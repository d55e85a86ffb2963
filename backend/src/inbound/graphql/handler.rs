//! actix-web handler bridging HTTP requests into the GraphQL schema.
//!
//! The session cookie and CSRF header are snapshotted into a
//! [`RequestSession`] before execution because actix's `Session` handle is
//! not `Send`; any session directive the resolvers record is applied once
//! execution finishes.

use std::sync::Arc;

use actix_session::Session;
use actix_web::{HttpRequest, web};
use async_graphql_actix_web::{GraphQLRequest, GraphQLResponse};
use tracing::warn;

use crate::domain::{SessionCredentials, SessionDirective, UserId};

use super::{MarketplaceSchema, RequestSession};

/// Session key the viewer id is stored under.
pub const VIEWER_SESSION_KEY: &str = "viewer";

/// Header carrying the viewer's CSRF token.
pub const CSRF_TOKEN_HEADER: &str = "X-CSRF-TOKEN";

fn extract_credentials(session: &Session, request: &HttpRequest) -> SessionCredentials {
    let viewer_id = session
        .get::<String>(VIEWER_SESSION_KEY)
        .ok()
        .flatten()
        .and_then(|id| UserId::new(id).ok());
    let csrf_token = request
        .headers()
        .get(CSRF_TOKEN_HEADER)
        .and_then(|value| value.to_str().ok())
        .map(ToOwned::to_owned);
    SessionCredentials {
        viewer_id,
        csrf_token,
    }
}

fn apply_directive(session: &Session, directive: Option<SessionDirective>) {
    match directive {
        Some(SessionDirective::SetViewer(id)) => {
            if let Err(error) = session.insert(VIEWER_SESSION_KEY, id.as_str()) {
                warn!(error = %error, "failed to store viewer id in session");
            }
        }
        Some(SessionDirective::Purge) => session.purge(),
        Some(SessionDirective::Keep) | None => {}
    }
}

/// Execute a GraphQL request against the schema.
pub async fn graphql(
    schema: web::Data<MarketplaceSchema>,
    session: Session,
    http_request: HttpRequest,
    request: GraphQLRequest,
) -> GraphQLResponse {
    let request_session = Arc::new(RequestSession::new(extract_credentials(
        &session,
        &http_request,
    )));
    let response = schema
        .execute(request.into_inner().data(Arc::clone(&request_session)))
        .await;
    apply_directive(&session, request_session.take_directive());
    response.into()
}
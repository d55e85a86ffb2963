//! GraphQL surface: schema assembly, resolver context, and error mapping.
//!
//! Keeps the domain free of wire concerns: resolvers translate GraphQL
//! inputs into domain requests, and [`DomainError`] values surface as
//! GraphQL errors carrying the stable code in their extensions.

use std::sync::Arc;
use std::sync::Mutex;

use async_graphql::{EmptySubscription, ErrorExtensions, MergedObject, Schema};

use crate::domain::ports::{BookingStore, ListingStore, UserStore};
use crate::domain::{
    BookingService, DomainError, ListingService, SessionCredentials, SessionDirective,
    ViewerService,
};

mod booking;
mod listing;
mod user;
mod viewer;

pub mod handler;

pub use handler::{VIEWER_SESSION_KEY, graphql};

/// Shared resolver dependencies stored in the schema.
pub struct GraphQlData {
    pub users: Arc<dyn UserStore>,
    pub listings: Arc<dyn ListingStore>,
    pub bookings: Arc<dyn BookingStore>,
    pub viewer_service: ViewerService,
    pub listing_service: ListingService,
    pub booking_service: BookingService,
}

/// Per-request session view shared with resolvers.
///
/// actix's `Session` handle is not `Send`, so the HTTP handler snapshots the
/// cookie contents into this value before execution and applies whatever
/// directive the resolvers left behind afterwards.
pub struct RequestSession {
    credentials: SessionCredentials,
    directive: Mutex<Option<SessionDirective>>,
}

impl RequestSession {
    /// Snapshot the request's credentials.
    pub fn new(credentials: SessionCredentials) -> Self {
        Self {
            credentials,
            directive: Mutex::new(None),
        }
    }

    /// Credentials presented by the current request.
    pub fn credentials(&self) -> &SessionCredentials {
        &self.credentials
    }

    /// Record a session mutation to apply once execution finishes.
    pub fn apply(&self, directive: SessionDirective) {
        if let Ok(mut slot) = self.directive.lock() {
            *slot = Some(directive);
        }
    }

    /// Take the recorded session mutation, if any.
    pub fn take_directive(&self) -> Option<SessionDirective> {
        self.directive.lock().ok().and_then(|mut slot| slot.take())
    }
}

impl ErrorExtensions for DomainError {
    fn extend(&self) -> async_graphql::Error {
        async_graphql::Error::new(self.message().to_owned())
            .extend_with(|_, extensions| extensions.set("code", self.code().as_str()))
    }
}

/// The query root, merged from the per-entity roots.
#[derive(MergedObject, Default)]
pub struct QueryRoot(viewer::ViewerQuery, user::UserQuery, listing::ListingQuery);

/// The mutation root, merged from the per-entity roots.
#[derive(MergedObject, Default)]
pub struct MutationRoot(
    viewer::ViewerMutation,
    listing::ListingMutation,
    booking::BookingMutation,
);

/// Executable schema over the booking-marketplace domain.
pub type MarketplaceSchema = Schema<QueryRoot, MutationRoot, EmptySubscription>;

/// Assemble the schema with its shared dependencies.
pub fn build_schema(data: GraphQlData) -> MarketplaceSchema {
    Schema::build(
        QueryRoot::default(),
        MutationRoot::default(),
        EmptySubscription,
    )
    .data(data)
    .finish()
}

#[cfg(test)]
mod tests {
    use super::*;
    use crate::domain::ErrorCode;

    #[test]
    fn domain_errors_extend_with_their_code() {
        let error = DomainError::new(ErrorCode::PaymentFailed, "charge was not captured").extend();
        assert_eq!(error.message, "charge was not captured");
        let extensions = error.extensions.expect("extensions present");
        assert_eq!(
            extensions.get("code"),
            Some(&async_graphql::Value::from("PAYMENT_FAILED"))
        );
    }

    #[test]
    fn request_session_hands_back_the_last_directive() {
        let session = RequestSession::new(SessionCredentials::default());
        assert_eq!(session.take_directive(), None);
        session.apply(SessionDirective::Purge);
        assert_eq!(session.take_directive(), Some(SessionDirective::Purge));
        assert_eq!(session.take_directive(), None);
    }
}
* * * *
Each line of the listing is to be duplicated exactly as it appears.

repository d55e85a86ffb2963
filename backend/src/inbound/graphql/handler.rs
//! actix-web handler bridging HTTP requests into the GraphQL schema.
//!
//! The session cookie and CSRF header are snapshotted into a
//! [`RequestSession`] before execution because actix's `Session` handle is
//! not `Send`; any session directive the resolvers record is applied once
//! execution finishes.

use std::sync::Arc;

use actix_session::Session;
use actix_web::{HttpRequest, web};
use async_graphql_actix_web::{GraphQLRequest, GraphQLResponse};
use tracing::warn;

use crate::domain::{SessionCredentials, SessionDirective, UserId};

use super::{MarketplaceSchema, RequestSession};

/// Session key the viewer id is stored under.
pub const VIEWER_SESSION_KEY: &str = "viewer";

/// Header carrying the viewer's CSRF token.
pub const CSRF_TOKEN_HEADER: &str = "X-CSRF-TOKEN";

fn extract_credentials(session: &Session, request: &HttpRequest) -> SessionCredentials {
    let viewer_id = session
        .get::<String>(VIEWER_SESSION_KEY)
        .ok()
        .flatten()
        .and_then(|id| UserId::new(id).ok());
    let csrf_token = request
        .headers()
        .get(CSRF_TOKEN_HEADER)
        .and_then(|value| value.to_str().ok())
        .map(ToOwned::to_owned);
    SessionCredentials {
        viewer_id,
        csrf_token,
    }
}

fn apply_directive(session: &Session, directive: Option<SessionDirective>) {
    match directive {
        Some(SessionDirective::SetViewer(id)) => {
            if let Err(error) = session.insert(VIEWER_SESSION_KEY, id.as_str()) {
                warn!(error = %error, "failed to store viewer id in session");
            }
        }
        Some(SessionDirective::Purge) => session.purge(),
        Some(SessionDirective::Keep) | None => {}
    }
}

/// Execute a GraphQL request against the schema.
pub async fn graphql(
    schema: web::Data<MarketplaceSchema>,
    session: Session,
    http_request: HttpRequest,
    request: GraphQLRequest,
) -> GraphQLResponse {
    let request_session = Arc::new(RequestSession::new(extract_credentials(
        &session,
        &http_request,
    )));
    let response = schema
        .execute(request.into_inner().data(Arc::clone(&request_session)))
        .await;
    apply_directive(&session, request_session.take_directive());
    response.into()
}
repository d55e85a86ffb2963
//! GraphQL surface: schema assembly, resolver context, and error mapping.
//!
//! Keeps the domain free of wire concerns: resolvers translate GraphQL
//! inputs into domain requests, and [`DomainError`] values surface as
//! GraphQL errors carrying the stable code in their extensions.

use std::sync::Arc;
use std::sync::Mutex;

use async_graphql::{EmptySubscription, ErrorExtensions, MergedObject, Schema};

use crate::domain::ports::{BookingStore, ListingStore, UserStore};
use crate::domain::{
    BookingService, DomainError, ListingService, SessionCredentials, SessionDirective,
    ViewerService,
};

mod booking;
mod listing;
mod user;
mod viewer;

pub mod handler;

pub use handler::{VIEWER_SESSION_KEY, graphql};

/// Shared resolver dependencies stored in the schema.
pub struct GraphQlData {
    pub users: Arc<dyn UserStore>,
    pub listings: Arc<dyn ListingStore>,
    pub bookings: Arc<dyn BookingStore>,
    pub viewer_service: ViewerService,
    pub listing_service: ListingService,
    pub booking_service: BookingService,
}

/// Per-request session view shared with resolvers.
///
/// actix's `Session` handle is not `Send`, so the HTTP handler snapshots the
/// cookie contents into this value before execution and applies whatever
/// directive the resolvers left behind afterwards.
pub struct RequestSession {
    credentials: SessionCredentials,
    directive: Mutex<Option<SessionDirective>>,
}

impl RequestSession {
    /// Snapshot the request's credentials.
    pub fn new(credentials: SessionCredentials) -> Self {
        Self {
            credentials,
            directive: Mutex::new(None),
        }
    }

    /// Credentials presented by the current request.
    pub fn credentials(&self) -> &SessionCredentials {
        &self.credentials
    }

    /// Record a session mutation to apply once execution finishes.
    pub fn apply(&self, directive: SessionDirective) {
        if let Ok(mut slot) = self.directive.lock() {
            *slot = Some(directive);
        }
    }

    /// Take the recorded session mutation, if any.
    pub fn take_directive(&self) -> Option<SessionDirective> {
        self.directive.lock().ok().and_then(|mut slot| slot.take())
    }
}

impl ErrorExtensions for DomainError {
    fn extend(&self) -> async_graphql::Error {
        async_graphql::Error::new(self.message().to_owned())
            .extend_with(|_, extensions| extensions.set("code", self.code().as_str()))
    }
}

/// The query root, merged from the per-entity roots.
#[derive(MergedObject, Default)]
pub struct QueryRoot(viewer::ViewerQuery, user::UserQuery, listing::ListingQuery);

/// The mutation root, merged from the per-entity roots.
#[derive(MergedObject, Default)]
pub struct MutationRoot(
    viewer::ViewerMutation,
    listing::ListingMutation,
    booking::BookingMutation,
);

/// Executable schema over the booking-marketplace domain.
pub type MarketplaceSchema = Schema<QueryRoot, MutationRoot, EmptySubscription>;

/// Assemble the schema with its shared dependencies.
pub fn build_schema(data: GraphQlData) -> MarketplaceSchema {
    Schema::build(
        QueryRoot::default(),
        MutationRoot::default(),
        EmptySubscription,
    )
    .data(data)
    .finish()
}

#[cfg(test)]
mod tests {
    use super::*;
    use crate::domain::ErrorCode;

    #[test]
    fn domain_errors_extend_with_their_code() {
        let error = DomainError::new(ErrorCode::PaymentFailed, "charge was not captured").extend();
        assert_eq!(error.message, "charge was not captured");
        let extensions = error.extensions.expect("extensions present");
        assert_eq!(
            extensions.get("code"),
            Some(&async_graphql::Value::from("PAYMENT_FAILED"))
        );
    }

    #[test]
    fn request_session_hands_back_the_last_directive() {
        let session = RequestSession::new(SessionCredentials::default());
        assert_eq!(session.take_directive(), None);
        session.apply(SessionDirective::Purge);
        assert_eq!(session.take_directive(), Some(SessionDirective::Purge));
        assert_eq!(session.take_directive(), None);
    }
}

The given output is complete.